------ Extracted information

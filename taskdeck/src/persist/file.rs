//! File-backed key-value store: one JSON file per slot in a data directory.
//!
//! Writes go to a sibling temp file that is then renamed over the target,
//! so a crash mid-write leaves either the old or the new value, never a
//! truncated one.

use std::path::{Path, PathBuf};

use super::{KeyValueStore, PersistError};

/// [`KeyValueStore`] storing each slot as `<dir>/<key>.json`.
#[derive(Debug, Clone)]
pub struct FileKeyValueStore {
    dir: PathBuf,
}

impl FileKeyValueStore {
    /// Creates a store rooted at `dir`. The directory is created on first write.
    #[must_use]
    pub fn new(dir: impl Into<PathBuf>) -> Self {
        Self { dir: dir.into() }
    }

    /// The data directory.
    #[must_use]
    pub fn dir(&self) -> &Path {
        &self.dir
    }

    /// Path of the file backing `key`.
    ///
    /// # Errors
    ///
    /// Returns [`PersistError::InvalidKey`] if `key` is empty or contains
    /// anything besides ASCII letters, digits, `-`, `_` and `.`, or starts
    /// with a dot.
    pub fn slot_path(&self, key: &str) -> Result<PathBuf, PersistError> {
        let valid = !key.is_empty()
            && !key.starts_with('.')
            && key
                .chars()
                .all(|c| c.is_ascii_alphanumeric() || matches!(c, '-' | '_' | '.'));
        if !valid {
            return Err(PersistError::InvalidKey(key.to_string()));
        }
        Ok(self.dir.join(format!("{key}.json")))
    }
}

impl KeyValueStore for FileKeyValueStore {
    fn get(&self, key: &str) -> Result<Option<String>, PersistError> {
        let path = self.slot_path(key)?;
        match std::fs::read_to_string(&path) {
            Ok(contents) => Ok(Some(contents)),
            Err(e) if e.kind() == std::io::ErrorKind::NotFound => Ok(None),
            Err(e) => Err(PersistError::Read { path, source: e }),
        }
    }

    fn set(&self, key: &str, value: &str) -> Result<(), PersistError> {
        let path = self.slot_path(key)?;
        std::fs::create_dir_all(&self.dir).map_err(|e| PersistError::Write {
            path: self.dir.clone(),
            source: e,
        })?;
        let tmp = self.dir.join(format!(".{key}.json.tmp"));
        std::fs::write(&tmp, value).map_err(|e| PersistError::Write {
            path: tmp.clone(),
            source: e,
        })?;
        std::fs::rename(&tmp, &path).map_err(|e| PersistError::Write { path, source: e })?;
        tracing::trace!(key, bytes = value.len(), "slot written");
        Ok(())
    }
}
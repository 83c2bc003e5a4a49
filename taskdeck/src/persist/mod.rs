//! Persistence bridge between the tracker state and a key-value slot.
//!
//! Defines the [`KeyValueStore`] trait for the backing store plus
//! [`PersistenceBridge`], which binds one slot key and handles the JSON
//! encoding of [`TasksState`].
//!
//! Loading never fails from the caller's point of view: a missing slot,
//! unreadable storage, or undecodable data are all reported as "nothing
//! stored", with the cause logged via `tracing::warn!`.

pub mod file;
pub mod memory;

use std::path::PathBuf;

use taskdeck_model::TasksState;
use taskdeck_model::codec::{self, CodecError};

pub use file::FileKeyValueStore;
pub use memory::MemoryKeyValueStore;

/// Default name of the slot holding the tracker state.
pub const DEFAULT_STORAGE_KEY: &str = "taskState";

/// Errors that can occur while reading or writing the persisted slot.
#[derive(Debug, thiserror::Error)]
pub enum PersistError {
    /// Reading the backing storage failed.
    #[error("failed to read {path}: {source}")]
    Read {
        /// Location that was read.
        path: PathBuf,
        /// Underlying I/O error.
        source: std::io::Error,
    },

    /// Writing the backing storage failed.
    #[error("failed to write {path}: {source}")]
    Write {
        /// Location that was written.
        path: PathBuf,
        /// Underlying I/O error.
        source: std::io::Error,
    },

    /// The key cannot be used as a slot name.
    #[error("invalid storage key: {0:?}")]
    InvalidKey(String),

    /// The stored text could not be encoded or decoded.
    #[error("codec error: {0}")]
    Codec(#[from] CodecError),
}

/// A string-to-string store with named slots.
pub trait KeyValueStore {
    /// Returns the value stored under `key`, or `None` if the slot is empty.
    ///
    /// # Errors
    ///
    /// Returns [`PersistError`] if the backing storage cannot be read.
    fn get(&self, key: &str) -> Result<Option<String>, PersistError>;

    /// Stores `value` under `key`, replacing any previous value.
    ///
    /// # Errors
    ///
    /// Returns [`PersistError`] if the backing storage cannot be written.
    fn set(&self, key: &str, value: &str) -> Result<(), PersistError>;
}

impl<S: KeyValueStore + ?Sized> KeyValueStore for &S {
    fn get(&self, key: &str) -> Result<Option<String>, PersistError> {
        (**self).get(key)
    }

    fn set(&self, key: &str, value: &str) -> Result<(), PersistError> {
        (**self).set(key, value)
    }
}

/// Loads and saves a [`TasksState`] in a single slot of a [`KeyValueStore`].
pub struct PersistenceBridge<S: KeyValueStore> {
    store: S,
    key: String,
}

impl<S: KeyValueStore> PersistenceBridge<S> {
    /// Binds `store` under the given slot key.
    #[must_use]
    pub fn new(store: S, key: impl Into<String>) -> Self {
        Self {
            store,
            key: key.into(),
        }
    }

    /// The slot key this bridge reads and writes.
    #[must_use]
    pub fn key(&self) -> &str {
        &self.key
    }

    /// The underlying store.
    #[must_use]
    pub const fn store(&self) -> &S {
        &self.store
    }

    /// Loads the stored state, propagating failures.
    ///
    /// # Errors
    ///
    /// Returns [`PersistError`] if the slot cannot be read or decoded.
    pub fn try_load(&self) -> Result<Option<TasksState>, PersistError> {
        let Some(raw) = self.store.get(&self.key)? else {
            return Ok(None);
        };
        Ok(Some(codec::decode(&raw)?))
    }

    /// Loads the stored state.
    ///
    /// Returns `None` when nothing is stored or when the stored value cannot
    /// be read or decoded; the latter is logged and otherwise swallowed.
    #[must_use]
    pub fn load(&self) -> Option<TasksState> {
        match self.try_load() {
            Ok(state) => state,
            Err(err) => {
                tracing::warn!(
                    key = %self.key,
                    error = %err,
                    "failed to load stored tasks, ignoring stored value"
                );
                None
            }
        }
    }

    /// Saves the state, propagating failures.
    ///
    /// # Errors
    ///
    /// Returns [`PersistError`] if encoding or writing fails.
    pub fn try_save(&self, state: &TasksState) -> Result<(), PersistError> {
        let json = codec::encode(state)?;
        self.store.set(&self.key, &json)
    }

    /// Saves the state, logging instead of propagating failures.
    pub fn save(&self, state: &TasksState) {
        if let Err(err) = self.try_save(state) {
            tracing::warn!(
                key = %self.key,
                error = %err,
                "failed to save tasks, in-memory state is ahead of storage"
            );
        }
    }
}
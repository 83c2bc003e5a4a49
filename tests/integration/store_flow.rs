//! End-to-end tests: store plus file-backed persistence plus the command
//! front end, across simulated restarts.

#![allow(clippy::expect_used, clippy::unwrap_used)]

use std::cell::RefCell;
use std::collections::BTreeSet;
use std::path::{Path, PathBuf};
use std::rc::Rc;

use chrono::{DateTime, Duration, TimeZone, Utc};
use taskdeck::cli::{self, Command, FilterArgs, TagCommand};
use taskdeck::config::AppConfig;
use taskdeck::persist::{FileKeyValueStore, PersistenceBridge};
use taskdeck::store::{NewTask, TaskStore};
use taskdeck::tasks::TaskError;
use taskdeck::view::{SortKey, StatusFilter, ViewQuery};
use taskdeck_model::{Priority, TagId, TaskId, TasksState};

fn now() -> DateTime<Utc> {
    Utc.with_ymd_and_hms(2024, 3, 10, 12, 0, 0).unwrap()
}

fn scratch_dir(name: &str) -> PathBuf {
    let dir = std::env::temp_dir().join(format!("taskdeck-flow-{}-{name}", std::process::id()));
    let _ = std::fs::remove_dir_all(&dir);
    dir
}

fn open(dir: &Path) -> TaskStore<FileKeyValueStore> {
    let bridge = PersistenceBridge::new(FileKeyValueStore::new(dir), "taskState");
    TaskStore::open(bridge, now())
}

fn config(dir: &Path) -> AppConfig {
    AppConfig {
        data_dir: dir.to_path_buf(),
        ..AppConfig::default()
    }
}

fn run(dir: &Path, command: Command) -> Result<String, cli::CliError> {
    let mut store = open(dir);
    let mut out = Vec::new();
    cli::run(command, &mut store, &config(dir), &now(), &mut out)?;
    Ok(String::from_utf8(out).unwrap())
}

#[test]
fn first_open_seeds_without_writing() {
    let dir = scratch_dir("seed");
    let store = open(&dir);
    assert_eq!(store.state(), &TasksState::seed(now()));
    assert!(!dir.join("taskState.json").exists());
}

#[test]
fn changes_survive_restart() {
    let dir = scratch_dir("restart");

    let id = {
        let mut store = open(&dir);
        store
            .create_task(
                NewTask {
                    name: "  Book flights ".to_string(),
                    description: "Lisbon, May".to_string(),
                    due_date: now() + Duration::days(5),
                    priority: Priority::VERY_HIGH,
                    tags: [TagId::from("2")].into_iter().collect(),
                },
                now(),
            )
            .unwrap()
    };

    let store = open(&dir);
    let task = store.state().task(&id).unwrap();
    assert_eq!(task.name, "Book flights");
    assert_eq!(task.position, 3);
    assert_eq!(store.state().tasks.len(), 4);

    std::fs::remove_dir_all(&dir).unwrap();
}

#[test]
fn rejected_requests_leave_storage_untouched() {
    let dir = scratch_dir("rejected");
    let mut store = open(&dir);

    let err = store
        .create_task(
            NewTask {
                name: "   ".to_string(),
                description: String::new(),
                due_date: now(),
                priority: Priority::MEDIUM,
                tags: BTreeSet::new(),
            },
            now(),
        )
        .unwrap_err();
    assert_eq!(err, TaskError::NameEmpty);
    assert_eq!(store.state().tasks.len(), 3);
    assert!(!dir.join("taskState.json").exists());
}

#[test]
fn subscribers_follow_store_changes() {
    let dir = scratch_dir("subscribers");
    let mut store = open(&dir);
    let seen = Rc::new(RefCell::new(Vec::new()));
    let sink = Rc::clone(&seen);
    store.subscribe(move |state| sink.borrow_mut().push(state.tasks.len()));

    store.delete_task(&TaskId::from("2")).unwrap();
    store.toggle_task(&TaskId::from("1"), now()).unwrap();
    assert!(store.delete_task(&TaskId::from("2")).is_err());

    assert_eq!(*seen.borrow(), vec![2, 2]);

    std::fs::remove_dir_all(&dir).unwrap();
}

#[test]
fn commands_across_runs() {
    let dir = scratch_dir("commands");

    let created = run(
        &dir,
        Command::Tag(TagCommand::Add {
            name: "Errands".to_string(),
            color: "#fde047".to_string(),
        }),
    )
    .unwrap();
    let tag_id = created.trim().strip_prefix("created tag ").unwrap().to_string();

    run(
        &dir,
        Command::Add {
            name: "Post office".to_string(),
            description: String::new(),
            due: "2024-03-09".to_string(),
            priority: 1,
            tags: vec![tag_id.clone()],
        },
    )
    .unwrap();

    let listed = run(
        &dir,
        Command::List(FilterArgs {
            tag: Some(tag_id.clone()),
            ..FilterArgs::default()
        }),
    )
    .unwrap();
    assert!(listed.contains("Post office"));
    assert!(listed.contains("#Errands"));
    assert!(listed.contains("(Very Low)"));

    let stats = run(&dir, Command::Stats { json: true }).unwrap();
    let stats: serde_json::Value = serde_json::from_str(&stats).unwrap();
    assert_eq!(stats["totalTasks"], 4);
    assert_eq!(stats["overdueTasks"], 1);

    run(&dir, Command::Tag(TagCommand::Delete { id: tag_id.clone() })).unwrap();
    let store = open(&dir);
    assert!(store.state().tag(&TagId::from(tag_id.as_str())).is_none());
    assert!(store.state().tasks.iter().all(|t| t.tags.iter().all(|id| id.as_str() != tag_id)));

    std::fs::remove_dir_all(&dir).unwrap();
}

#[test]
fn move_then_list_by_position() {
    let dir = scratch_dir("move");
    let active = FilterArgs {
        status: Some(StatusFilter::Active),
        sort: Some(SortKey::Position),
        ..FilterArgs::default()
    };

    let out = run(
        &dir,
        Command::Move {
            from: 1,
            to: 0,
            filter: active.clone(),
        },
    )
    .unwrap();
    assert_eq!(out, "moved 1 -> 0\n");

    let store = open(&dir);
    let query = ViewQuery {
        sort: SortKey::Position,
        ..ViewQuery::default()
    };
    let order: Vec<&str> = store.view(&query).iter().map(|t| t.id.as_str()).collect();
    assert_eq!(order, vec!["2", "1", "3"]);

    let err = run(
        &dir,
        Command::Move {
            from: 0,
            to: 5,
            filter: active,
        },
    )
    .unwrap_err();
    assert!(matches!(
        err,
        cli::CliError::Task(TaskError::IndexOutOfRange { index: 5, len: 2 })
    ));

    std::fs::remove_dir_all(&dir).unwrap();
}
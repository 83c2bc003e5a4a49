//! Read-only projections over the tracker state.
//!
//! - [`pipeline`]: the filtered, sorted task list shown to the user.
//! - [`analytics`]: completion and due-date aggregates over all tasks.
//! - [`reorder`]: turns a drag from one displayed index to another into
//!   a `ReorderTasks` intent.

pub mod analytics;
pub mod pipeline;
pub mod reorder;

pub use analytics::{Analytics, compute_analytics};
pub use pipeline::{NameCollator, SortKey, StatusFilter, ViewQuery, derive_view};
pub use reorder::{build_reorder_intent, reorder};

------------

Within the records above, find every line containing "matches" and report only how many there are.

2